Cheng’s mother committed suicide about a year after the birth of the younger brother, Yan was quoted as saying in a report on Wednesday by Damihexiaomi, a WeChat publishing platform that campaigns for families of children with autism and other conditions.
Worried that Cheng was not getting proper care from the local Communist Party officials entrusted with the boy’s welfare, his father appealed for help on Weibo, China’s Twitter-like network, on Tuesday.
“I have two disabled sons. My older son Yan Cheng has cerebral palsy. He cannot move his body, he cannot speak or look after himself. He has already been at home by himself for six days, with nobody to bathe him or change his clothes and nothing to eat or drink,” Yan wrote in a post that included several photos of him and his son, as well as his own medical treatment information and his Chinese identity card.
The post also included a screenshot of his phone record, showing 10 calls between the father and the village party secretary on Tuesday alone.

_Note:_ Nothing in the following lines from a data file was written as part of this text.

// Ports - Interface definitions (contracts)

use std::path::{Path, PathBuf};

use async_trait::async_trait;

use crate::domain::errors::*;
use crate::domain::model::*;

/// Port for reading and writing ESRI ASCII rasters
#[async_trait]
pub trait RasterPort: Send + Sync {
    /// Read and validate a grid
    async fn read_grid(&self, path: &Path) -> Result<AsciiGrid, DomainError>;

    /// Write a grid, honouring the overwrite policy
    async fn write_grid(
        &self,
        grid: &AsciiGrid,
        path: &Path,
        overwrite: OverwritePolicy,
    ) -> Result<(), DomainError>;
}

/// Port for reading D-FLOW mesh output
#[async_trait]
pub trait MeshPort: Send + Sync {
    /// Flow element centres and bed shear stress at the last output time
    async fn read_shear_mesh(
        &self,
        path: &Path,
        variables: &MeshVariables,
    ) -> Result<ShearMesh, DomainError>;
}

/// Port for reading the landscape model table
#[async_trait]
pub trait LandscapePort: Send + Sync {
    /// Read the table, optionally from a named sheet
    async fn read_landscape(
        &self,
        path: &Path,
        sheet: Option<&str>,
    ) -> Result<LandscapeTable, DomainError>;
}

/// Port for file system operations
#[async_trait]
pub trait FsPort: Send + Sync {
    /// Check if file exists
    async fn file_exists(&self, path: &Path) -> Result<bool, DomainError>;

    /// Create the parent directory of `path` if missing
    async fn ensure_parent_dir(&self, path: &Path) -> Result<(), DomainError>;
}

/// Port for configuration management
#[async_trait]
pub trait ConfigPort: Send + Sync {
    /// Get configuration value
    async fn get_config(&self, key: &str) -> Result<Option<String>, DomainError>;

    /// Set configuration value
    async fn set_config(&self, key: &str, value: &str) -> Result<(), DomainError>;

    /// Load configuration from file
    async fn load_config(&self, file_path: &Path) -> Result<(), DomainError>;

    /// Validate configuration
    async fn validate_config(&self) -> Result<(), DomainError>;

    /// Path of the loaded configuration file, if any
    async fn get_config_file_path(&self) -> Result<Option<PathBuf>, DomainError>;
}

/// Port for logging operations
#[async_trait]
pub trait LogPort: Send + Sync {
    /// Log info message
    async fn info(&self, message: &str);

    /// Log warning message
    async fn warn(&self, message: &str);

    /// Log debug message
    async fn debug(&self, message: &str);
}

/// Log level enumeration
#[derive(Debug, Clone, Copy, PartialEq, Eq, PartialOrd, Ord)]
pub enum LogLevel {
    Trace,
    Debug,
    Info,
    Warn,
    Error,
}

impl LogLevel {
    /// Parse log level from string
    pub fn parse(level_str: &str) -> Result<Self, DomainError> {
        match level_str.to_lowercase().as_str() {
            "trace" => Ok(LogLevel::Trace),
            "debug" => Ok(LogLevel::Debug),
            "info" => Ok(LogLevel::Info),
            "warn" => Ok(LogLevel::Warn),
            "error" => Ok(LogLevel::Error),
            _ => Err(DomainError::BadArgs(format!(
                "Invalid log level: {}. Valid levels: trace, debug, info, warn, error",
                level_str
            ))),
        }
    }

    pub fn as_str(&self) -> &'static str {
        match self {
            LogLevel::Trace => "trace",
            LogLevel::Debug => "debug",
            LogLevel::Info => "info",
            LogLevel::Warn => "warn",
            LogLevel::Error => "error",
        }
    }
}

“The government and hospitals don’t have any protective clothing to spare. I fear that my child will soon die. Please everybody, help send some protective suits to Yanjia village in Huahe township, Hongan county, Hubei province!”
Most of the central Chinese province has been under virtual lockdown since the number of cases of a previously unknown coronavirus originating from the epicentre of Wuhan rapidly rose last week. Hospitals across the province are struggling to cope with the sudden increase in patient numbers, and have reported shortages of supplies and medical staff becoming overworked.

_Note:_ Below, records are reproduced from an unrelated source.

//! Command-line argument definitions

use std::path::PathBuf;

use clap::Args;

/// Arguments for the succession command
#[derive(Args, Debug)]
pub struct SuccessionArgs {
    /// Vegetation map (.asc)
    #[arg(long)]
    pub vegetation: PathBuf,

    /// Zone map holding the age-zero vegetation type per cell (.asc)
    #[arg(long)]
    pub zones: PathBuf,

    /// Bed shear stress grid (.asc)
    #[arg(long)]
    pub shear: PathBuf,

    /// Landscape model table (.xlsx, .xls, .ods or .csv)
    #[arg(long)]
    pub landscape: PathBuf,

    /// Output vegetation map (.asc)
    #[arg(short, long)]
    pub output: PathBuf,
}

/// Arguments for the couple command
///
/// Accepts either flags or the two positional arguments
/// `<SHEAR_NC> <VEG_OUT>`; missing inputs come from the `[inputs]` config.
#[derive(Args, Debug)]
pub struct CoupleArgs {
    /// D-FLOW map output (positional form)
    #[arg(value_name = "SHEAR_NC", conflicts_with = "shear_nc")]
    pub shear_nc_pos: Option<PathBuf>,

    /// Output vegetation map (positional form)
    #[arg(value_name = "VEG_OUT", conflicts_with = "output")]
    pub output_pos: Option<PathBuf>,

    /// Vegetation map (.asc) [default: config inputs.vegetation]
    #[arg(long)]
    pub vegetation: Option<PathBuf>,

    /// Zone map (.asc) [default: config inputs.zones]
    #[arg(long)]
    pub zones: Option<PathBuf>,

    /// D-FLOW map output (*_map.nc)
    #[arg(long)]
    pub shear_nc: Option<PathBuf>,

    /// Landscape model table [default: config inputs.landscape]
    #[arg(long)]
    pub landscape: Option<PathBuf>,

    /// Output vegetation map (.asc)
    #[arg(short, long)]
    pub output: Option<PathBuf>,

    /// Also save the interpolated shear grid here
    #[arg(long)]
    pub shear_output: Option<PathBuf>,

    /// Also write the Manning n map of the updated vegetation here
    #[arg(long)]
    pub roughness_output: Option<PathBuf>,

    /// Interpolation method (linear, natural)
    #[arg(long)]
    pub interpolation: Option<String>,
}

/// Arguments for the shear-grid command
#[derive(Args, Debug)]
pub struct ShearGridArgs {
    /// D-FLOW map output (*_map.nc)
    #[arg(long)]
    pub shear_nc: PathBuf,

    /// Grid whose header defines the output grid (.asc)
    #[arg(long)]
    pub template: PathBuf,

    /// Output shear grid (.asc)
    #[arg(short, long)]
    pub output: PathBuf,

    /// Interpolation method (linear, natural)
    #[arg(long)]
    pub interpolation: Option<String>,
}

/// Arguments for the roughness command
#[derive(Args, Debug)]
pub struct RoughnessArgs {
    /// Vegetation map (.asc)
    #[arg(long)]
    pub vegetation: PathBuf,

    /// Landscape model table with an n_val column
    #[arg(long)]
    pub landscape: PathBuf,

    /// Output roughness map (.asc)
    #[arg(short, long)]
    pub output: PathBuf,
}

/// Arguments for the inspect command
#[derive(Args, Debug)]
pub struct InspectArgs {
    /// Grid file (.asc)
    #[arg(short, long)]
    pub input: PathBuf,

    /// Output in JSON format
    #[arg(long)]
    pub json: bool,
}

Yan said he was diagnosed with coronavirus on Monday and was taken to a county hospital. He wrote in another post that he had been notified by the village party officials that his son had only been fed twice between Friday and Tuesday.
Yan’s Weibo account was later deleted.
Party officials were planning to send Yan and Cheng to a hotel for quarantine on Wednesday so that the boy could be cared for in the same place as his father, according to the Damihexiaomi report, but the teenager died that afternoon.
The report also said the boy’s aunt fed him three times and changed him twice over the six-day period, but could not visit more often because of her own ill health. She last visited Cheng on Tuesday, but said that his condition was rapidly deteriorating by then.
“He was lying on a lounge chair but his head was hanging. His face and mouth were dirty, as well as his duvet. I washed his face and mouth with boiled water, changed his underclothes, and fed him some water and a small half-cup of rice, but he couldn’t eat any more,” she was quoted as saying.
Yan had contacted a Wuhan disability charity for help, which reported the matter to the Hubei Disabled Person’s Federation, a branch of China’s state organisation for the disabled.
A Huahe township employee told Beijing Youth Daily that Hongan county had set up an inquiry into the teenager’s death.
“Now, the oversight [monitoring] of cadres is very strict, there is no way we could have left a boy with cerebral palsy at home with nobody looking after him,” the employee was quoted as saying.
“We have, of course, done our work, but the fact is that he had died, higher authorities are investigating and they will naturally have a fair and just response.”
Calls to Huahe township government and the Hubei Disabled Person’s Federation went unanswered.